Exercise data Start Marker
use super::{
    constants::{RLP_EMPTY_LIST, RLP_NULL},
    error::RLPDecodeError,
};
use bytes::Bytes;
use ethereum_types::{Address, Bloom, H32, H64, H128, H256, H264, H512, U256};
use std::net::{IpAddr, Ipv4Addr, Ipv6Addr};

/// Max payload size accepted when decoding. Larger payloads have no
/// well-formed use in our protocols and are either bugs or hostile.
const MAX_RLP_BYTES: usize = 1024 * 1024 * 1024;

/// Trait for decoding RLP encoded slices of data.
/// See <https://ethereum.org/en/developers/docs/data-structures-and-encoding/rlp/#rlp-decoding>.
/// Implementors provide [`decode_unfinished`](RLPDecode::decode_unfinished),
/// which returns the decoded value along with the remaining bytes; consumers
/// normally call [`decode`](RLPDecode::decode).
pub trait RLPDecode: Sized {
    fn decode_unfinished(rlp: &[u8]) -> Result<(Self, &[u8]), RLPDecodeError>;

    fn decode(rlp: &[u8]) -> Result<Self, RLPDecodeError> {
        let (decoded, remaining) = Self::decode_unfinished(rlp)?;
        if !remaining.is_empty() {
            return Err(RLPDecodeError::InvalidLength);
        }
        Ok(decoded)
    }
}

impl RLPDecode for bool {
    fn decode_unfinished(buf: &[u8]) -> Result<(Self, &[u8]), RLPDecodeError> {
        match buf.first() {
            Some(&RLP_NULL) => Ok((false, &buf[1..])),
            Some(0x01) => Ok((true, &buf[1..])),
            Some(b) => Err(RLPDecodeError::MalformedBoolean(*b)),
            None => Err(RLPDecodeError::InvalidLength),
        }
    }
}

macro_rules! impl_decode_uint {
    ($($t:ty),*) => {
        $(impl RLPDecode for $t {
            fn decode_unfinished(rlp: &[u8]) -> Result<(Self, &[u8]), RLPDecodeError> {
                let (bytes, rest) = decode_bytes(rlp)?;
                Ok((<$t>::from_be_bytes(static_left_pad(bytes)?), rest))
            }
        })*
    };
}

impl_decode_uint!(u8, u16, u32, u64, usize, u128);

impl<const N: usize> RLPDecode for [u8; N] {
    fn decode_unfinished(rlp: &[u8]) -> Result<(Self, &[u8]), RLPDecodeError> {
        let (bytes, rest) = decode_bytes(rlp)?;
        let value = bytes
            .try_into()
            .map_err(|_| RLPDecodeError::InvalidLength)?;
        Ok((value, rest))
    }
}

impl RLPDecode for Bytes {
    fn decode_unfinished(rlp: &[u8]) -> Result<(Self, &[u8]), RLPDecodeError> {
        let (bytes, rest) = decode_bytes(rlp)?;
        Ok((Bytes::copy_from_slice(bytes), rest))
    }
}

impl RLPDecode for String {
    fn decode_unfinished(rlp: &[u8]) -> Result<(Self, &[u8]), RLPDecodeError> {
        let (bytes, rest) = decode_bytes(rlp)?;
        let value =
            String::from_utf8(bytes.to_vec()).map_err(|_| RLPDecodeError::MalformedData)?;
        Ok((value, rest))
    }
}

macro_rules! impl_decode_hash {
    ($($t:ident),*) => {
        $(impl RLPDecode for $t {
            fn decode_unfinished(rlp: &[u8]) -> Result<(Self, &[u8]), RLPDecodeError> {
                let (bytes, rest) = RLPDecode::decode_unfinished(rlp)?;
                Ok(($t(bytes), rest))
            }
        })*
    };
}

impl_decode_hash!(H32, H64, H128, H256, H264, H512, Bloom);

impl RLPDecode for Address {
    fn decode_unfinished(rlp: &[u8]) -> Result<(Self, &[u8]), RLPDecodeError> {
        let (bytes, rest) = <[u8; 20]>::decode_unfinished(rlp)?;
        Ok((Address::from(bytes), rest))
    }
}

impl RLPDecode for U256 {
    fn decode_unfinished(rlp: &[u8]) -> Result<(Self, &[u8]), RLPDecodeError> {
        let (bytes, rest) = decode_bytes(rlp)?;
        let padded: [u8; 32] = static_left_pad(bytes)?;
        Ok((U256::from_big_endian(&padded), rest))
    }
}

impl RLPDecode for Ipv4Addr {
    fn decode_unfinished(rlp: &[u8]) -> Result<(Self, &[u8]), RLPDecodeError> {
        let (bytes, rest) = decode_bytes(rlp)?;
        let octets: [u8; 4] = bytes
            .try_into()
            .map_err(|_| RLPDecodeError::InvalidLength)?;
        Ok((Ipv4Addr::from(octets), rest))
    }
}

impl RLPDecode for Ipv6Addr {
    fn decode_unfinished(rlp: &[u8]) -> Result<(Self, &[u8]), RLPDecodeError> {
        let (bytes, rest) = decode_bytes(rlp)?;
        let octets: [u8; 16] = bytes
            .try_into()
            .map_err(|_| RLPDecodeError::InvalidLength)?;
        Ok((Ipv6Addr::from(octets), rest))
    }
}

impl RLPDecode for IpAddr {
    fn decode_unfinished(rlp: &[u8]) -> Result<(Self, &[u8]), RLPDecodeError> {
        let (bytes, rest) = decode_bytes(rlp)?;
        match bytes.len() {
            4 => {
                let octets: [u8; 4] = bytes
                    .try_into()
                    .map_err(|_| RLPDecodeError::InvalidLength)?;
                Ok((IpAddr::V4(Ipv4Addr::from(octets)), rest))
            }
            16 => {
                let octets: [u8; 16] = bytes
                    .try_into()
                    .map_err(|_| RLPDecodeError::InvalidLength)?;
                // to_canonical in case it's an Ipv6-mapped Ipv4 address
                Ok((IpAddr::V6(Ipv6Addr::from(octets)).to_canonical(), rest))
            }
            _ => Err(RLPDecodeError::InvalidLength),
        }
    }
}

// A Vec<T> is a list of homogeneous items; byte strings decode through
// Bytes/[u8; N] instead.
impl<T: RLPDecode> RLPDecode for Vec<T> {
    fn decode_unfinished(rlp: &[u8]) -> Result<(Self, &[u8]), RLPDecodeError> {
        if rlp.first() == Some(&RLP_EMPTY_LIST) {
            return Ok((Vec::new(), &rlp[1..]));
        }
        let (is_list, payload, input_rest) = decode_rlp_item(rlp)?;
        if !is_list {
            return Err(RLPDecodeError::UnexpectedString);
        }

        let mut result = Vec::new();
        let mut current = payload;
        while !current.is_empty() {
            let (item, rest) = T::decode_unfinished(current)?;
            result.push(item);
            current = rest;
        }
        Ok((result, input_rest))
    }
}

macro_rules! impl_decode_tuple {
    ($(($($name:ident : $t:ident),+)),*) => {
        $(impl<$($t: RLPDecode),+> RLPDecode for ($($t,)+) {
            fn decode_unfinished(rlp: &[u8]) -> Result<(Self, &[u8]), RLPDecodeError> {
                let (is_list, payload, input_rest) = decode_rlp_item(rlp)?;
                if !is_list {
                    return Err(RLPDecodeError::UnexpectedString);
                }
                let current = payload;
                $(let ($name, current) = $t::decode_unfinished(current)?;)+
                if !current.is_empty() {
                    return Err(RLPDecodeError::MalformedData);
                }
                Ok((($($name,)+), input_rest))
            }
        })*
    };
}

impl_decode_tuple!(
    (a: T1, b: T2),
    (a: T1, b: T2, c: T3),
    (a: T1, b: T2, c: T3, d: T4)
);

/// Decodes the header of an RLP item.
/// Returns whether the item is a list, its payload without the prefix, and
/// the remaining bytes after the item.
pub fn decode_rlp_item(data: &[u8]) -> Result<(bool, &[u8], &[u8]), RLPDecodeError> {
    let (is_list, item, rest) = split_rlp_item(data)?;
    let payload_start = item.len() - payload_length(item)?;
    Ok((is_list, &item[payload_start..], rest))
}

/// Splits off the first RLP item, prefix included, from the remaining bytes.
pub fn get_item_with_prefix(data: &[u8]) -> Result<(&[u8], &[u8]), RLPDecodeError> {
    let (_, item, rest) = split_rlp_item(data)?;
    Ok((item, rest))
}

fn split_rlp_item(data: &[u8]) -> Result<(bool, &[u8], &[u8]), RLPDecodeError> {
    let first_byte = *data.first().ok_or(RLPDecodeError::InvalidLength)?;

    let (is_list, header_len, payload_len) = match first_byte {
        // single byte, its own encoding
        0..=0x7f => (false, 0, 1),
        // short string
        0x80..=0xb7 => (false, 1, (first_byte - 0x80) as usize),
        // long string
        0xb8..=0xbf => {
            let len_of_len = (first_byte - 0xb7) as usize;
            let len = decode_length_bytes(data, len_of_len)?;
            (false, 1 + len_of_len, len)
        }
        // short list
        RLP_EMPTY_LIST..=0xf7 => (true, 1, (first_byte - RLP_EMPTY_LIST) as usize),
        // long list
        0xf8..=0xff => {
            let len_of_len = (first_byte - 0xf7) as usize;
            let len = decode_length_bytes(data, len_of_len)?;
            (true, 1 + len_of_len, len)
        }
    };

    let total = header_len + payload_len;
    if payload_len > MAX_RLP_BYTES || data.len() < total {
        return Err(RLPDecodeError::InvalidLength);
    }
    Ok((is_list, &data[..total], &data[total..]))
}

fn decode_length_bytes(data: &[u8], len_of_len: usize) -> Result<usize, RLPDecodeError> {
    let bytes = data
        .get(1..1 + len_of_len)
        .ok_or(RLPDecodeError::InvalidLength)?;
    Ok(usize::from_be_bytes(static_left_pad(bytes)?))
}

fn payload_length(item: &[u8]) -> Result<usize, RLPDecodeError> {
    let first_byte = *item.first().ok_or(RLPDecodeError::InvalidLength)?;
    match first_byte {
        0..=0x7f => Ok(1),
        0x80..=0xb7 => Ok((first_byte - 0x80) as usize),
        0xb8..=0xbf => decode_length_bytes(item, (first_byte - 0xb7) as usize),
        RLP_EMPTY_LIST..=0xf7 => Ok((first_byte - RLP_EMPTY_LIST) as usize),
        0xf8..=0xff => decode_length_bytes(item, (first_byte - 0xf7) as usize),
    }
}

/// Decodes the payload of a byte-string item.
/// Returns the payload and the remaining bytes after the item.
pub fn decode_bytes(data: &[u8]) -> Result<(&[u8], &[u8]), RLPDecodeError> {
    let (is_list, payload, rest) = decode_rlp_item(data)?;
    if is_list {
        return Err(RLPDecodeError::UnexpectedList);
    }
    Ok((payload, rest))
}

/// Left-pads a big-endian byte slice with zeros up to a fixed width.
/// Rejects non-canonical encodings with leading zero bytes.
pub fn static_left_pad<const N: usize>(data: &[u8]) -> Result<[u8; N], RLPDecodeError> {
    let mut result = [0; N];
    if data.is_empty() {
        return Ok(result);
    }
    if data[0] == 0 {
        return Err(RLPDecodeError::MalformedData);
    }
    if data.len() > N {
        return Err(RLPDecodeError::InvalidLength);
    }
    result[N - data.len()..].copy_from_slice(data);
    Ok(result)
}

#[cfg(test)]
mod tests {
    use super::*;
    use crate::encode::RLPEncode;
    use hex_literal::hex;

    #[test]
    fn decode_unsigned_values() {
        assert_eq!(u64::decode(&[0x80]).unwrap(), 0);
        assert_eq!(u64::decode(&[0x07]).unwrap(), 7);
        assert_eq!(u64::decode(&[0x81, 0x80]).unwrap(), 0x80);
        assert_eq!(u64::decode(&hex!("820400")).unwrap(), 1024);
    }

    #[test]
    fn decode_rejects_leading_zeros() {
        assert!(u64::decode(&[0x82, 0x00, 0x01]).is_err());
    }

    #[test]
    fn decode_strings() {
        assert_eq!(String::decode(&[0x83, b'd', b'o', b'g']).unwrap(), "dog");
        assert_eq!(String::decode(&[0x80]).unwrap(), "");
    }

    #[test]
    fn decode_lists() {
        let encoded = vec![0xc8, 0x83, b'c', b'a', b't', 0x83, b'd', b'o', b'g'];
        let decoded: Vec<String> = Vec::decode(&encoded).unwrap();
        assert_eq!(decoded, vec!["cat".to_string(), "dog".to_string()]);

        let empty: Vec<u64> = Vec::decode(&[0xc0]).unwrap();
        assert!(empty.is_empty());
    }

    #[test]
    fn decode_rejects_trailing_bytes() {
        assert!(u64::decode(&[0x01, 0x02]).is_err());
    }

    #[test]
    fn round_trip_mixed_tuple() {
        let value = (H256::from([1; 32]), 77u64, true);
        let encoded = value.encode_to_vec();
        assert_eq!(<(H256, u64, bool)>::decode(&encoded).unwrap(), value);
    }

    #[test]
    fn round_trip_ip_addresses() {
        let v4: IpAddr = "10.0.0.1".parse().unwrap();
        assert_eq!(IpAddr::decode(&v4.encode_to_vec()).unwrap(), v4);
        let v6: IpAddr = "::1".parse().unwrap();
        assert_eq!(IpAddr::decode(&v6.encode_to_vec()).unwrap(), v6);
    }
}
Exercise data End Marker
Exercise data Start Marker
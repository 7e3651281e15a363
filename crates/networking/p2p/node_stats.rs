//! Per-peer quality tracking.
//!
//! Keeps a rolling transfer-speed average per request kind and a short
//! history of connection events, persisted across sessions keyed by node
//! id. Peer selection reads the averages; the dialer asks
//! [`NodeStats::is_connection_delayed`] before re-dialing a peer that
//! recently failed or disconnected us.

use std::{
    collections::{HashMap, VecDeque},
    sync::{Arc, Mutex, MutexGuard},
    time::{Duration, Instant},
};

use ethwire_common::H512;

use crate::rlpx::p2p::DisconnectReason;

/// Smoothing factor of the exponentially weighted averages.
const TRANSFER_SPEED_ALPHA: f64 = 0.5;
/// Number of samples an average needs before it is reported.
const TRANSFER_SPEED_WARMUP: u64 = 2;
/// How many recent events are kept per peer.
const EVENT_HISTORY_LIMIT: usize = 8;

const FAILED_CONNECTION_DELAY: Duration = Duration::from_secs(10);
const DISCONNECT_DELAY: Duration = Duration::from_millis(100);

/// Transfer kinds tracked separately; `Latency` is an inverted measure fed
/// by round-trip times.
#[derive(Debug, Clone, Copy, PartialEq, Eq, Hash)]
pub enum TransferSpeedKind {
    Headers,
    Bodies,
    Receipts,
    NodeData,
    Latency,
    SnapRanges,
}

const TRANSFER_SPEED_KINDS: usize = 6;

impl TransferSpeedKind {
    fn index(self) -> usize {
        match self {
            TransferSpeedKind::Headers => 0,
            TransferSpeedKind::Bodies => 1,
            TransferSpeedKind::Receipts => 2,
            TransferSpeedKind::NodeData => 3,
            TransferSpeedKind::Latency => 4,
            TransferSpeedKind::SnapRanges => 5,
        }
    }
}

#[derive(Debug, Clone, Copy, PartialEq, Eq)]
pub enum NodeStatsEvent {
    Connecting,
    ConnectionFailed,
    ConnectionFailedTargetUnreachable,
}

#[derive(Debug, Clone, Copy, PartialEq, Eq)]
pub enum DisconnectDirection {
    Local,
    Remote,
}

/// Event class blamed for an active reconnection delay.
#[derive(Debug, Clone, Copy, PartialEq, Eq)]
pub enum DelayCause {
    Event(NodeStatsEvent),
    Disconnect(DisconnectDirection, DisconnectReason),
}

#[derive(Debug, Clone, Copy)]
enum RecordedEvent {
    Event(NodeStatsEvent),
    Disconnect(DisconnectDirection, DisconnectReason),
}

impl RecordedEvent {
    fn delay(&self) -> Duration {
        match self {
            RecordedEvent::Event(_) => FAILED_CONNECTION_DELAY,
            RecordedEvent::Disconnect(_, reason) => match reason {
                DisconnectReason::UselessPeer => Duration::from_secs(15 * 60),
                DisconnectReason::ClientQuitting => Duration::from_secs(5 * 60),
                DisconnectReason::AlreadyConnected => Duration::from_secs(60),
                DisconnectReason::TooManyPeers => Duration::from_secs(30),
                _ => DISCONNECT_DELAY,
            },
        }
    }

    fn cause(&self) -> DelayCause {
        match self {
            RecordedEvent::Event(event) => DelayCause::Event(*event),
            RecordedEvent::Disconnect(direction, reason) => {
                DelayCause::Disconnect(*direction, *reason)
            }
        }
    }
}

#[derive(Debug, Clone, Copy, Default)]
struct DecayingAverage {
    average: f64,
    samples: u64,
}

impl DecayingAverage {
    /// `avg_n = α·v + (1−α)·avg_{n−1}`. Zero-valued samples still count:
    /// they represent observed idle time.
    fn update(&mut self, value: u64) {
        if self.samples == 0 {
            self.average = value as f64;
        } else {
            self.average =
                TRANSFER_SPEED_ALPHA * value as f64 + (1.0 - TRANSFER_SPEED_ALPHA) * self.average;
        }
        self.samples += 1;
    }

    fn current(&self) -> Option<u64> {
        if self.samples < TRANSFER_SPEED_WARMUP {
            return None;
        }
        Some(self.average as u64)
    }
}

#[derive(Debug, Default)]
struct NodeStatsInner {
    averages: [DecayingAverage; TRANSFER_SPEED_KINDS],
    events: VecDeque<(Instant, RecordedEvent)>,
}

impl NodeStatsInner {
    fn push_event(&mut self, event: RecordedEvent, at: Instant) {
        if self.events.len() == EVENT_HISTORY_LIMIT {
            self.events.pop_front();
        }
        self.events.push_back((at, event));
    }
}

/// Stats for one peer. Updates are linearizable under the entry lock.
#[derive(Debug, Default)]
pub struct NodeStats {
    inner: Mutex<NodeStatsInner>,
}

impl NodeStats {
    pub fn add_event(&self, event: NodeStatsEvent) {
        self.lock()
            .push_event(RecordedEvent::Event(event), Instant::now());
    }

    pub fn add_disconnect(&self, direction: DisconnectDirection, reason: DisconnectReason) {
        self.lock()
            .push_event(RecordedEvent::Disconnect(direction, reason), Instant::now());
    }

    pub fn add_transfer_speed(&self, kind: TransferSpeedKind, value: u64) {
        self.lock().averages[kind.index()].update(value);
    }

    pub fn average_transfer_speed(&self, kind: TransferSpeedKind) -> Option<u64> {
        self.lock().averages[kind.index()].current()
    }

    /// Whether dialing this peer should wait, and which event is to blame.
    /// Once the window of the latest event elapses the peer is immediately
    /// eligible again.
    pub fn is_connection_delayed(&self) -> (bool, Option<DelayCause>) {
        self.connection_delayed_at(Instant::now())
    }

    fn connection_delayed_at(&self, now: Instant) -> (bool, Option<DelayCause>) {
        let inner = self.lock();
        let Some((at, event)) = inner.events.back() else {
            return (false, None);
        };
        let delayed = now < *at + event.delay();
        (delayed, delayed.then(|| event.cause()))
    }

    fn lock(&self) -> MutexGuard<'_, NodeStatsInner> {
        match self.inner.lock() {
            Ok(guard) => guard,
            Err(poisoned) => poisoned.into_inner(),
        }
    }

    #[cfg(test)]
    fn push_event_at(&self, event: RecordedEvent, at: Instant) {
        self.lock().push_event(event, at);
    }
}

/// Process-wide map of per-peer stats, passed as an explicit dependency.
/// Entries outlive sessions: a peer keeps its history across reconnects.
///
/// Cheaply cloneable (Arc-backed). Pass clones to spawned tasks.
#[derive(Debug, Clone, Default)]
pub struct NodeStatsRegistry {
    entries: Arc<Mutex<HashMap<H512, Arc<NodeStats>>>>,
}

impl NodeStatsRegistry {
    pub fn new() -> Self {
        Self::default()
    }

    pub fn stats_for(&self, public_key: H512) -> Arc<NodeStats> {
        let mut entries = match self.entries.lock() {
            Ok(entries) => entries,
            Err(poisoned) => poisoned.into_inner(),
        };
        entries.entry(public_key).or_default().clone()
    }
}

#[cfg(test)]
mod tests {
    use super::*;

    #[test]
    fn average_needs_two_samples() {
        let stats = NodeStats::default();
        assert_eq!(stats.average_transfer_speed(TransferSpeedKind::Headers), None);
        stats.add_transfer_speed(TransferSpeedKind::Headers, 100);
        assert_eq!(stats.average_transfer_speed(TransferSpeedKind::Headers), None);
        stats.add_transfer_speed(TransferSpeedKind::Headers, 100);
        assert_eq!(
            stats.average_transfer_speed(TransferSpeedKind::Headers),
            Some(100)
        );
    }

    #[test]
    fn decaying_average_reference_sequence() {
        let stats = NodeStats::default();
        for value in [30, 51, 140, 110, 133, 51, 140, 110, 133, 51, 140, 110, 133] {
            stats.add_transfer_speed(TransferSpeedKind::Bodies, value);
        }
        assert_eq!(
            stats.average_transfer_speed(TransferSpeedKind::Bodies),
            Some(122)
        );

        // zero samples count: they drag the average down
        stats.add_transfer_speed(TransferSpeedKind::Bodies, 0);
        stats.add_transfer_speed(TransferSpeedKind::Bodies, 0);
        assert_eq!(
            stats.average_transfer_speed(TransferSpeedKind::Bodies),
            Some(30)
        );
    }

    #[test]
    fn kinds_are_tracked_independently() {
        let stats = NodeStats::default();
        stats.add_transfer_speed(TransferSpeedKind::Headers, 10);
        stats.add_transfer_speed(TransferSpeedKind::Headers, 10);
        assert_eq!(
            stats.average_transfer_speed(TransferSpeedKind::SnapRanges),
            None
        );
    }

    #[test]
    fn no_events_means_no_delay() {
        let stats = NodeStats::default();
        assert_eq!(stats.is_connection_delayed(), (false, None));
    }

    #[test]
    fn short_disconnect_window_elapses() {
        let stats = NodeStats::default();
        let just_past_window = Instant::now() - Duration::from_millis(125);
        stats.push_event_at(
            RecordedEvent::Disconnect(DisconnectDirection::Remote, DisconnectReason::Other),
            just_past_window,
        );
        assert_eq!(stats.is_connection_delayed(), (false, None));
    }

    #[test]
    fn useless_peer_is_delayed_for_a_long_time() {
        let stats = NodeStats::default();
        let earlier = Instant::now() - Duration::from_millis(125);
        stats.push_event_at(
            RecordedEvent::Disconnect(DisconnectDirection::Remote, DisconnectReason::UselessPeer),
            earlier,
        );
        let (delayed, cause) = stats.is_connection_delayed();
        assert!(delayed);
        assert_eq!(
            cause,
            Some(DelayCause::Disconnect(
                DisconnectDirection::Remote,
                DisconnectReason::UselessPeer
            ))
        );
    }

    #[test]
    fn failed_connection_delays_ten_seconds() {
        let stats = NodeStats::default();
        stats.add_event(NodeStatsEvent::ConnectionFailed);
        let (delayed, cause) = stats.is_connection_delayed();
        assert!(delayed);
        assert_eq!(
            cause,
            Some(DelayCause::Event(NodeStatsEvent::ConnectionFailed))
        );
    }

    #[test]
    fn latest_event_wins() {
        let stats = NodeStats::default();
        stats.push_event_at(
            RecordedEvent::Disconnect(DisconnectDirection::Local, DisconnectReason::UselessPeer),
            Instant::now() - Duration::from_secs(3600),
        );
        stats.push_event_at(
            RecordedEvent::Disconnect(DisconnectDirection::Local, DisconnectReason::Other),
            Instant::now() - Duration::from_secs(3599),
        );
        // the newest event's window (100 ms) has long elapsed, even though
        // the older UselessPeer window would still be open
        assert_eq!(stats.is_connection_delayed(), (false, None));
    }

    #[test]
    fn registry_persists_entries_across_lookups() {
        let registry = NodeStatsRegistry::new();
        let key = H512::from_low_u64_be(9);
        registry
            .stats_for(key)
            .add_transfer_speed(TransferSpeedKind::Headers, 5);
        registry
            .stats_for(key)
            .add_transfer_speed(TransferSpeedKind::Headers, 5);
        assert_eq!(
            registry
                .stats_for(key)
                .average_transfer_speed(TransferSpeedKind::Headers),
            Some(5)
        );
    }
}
Exercise data End Marker
Exercise data Start Marker
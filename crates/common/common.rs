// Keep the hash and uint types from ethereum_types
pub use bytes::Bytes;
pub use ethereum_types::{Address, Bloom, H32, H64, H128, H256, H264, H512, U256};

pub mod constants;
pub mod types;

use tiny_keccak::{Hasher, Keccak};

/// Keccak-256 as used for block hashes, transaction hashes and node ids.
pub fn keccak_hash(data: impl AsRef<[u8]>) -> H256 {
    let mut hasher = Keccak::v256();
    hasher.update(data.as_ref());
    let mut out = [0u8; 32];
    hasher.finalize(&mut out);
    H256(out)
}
Exercise data End Marker
**What needs to be done**
Read through the entries, then copy every line where the string "SnapRanges" is found.

**Response to this task**
    SnapRanges,
            TransferSpeedKind::SnapRanges => 5,
            stats.average_transfer_speed(TransferSpeedKind::SnapRanges),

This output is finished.